### What to work on
Scan the records below for the word "WorkspaceRequest" and give only the number of lines that hold it.

### Material provided

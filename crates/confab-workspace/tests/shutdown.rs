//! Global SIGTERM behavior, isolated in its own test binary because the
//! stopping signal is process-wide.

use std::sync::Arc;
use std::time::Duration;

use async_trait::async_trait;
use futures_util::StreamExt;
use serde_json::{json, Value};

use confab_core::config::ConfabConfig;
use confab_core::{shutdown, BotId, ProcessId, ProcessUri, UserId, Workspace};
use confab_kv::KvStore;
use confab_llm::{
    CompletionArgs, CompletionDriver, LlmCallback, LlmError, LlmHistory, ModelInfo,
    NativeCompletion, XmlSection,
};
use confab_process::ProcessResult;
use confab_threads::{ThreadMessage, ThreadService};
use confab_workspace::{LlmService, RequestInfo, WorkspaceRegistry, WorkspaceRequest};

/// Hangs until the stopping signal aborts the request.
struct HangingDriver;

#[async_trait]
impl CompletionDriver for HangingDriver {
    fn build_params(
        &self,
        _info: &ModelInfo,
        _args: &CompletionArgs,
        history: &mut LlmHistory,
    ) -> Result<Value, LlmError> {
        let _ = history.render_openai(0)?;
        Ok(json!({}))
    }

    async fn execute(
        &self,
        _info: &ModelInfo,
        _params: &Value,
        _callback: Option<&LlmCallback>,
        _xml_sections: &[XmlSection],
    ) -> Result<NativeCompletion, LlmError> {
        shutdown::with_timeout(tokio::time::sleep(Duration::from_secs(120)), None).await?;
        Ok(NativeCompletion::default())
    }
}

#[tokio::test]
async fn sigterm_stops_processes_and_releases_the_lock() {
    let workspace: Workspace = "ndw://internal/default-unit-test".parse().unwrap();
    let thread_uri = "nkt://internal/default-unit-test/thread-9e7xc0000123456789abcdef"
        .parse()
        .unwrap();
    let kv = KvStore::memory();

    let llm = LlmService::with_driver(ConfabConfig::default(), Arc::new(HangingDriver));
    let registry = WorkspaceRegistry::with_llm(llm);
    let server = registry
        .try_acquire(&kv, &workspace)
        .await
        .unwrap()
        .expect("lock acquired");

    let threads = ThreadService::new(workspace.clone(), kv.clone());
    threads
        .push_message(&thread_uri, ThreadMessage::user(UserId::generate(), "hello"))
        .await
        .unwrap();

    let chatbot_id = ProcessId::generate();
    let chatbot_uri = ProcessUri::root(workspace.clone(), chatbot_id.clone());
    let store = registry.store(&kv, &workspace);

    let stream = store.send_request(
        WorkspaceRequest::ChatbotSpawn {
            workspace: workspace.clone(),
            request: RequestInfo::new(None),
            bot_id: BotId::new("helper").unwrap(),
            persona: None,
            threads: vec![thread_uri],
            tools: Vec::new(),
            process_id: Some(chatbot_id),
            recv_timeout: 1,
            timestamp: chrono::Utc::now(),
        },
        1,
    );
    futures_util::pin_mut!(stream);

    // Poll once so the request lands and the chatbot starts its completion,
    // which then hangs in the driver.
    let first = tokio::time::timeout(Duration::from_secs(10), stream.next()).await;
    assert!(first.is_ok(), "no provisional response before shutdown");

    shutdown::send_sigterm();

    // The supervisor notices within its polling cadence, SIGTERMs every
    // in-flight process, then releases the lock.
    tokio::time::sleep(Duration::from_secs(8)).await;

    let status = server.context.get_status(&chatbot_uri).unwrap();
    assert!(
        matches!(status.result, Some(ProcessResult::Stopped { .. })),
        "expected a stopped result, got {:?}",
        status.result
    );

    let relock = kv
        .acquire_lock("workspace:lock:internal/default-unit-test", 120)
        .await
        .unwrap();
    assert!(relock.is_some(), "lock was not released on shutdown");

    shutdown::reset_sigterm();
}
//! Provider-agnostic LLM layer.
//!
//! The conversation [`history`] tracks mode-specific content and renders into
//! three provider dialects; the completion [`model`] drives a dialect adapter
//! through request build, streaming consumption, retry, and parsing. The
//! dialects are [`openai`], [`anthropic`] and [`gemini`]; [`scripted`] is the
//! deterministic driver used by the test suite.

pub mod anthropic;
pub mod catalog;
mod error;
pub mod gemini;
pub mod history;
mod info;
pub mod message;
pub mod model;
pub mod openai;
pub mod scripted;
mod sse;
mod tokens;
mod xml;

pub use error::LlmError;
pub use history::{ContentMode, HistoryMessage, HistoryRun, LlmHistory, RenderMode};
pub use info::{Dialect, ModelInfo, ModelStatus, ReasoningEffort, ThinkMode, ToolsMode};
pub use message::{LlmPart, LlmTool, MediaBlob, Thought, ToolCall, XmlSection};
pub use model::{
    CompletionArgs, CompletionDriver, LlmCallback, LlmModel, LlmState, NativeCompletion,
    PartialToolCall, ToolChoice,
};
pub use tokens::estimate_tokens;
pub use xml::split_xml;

### Written answer
2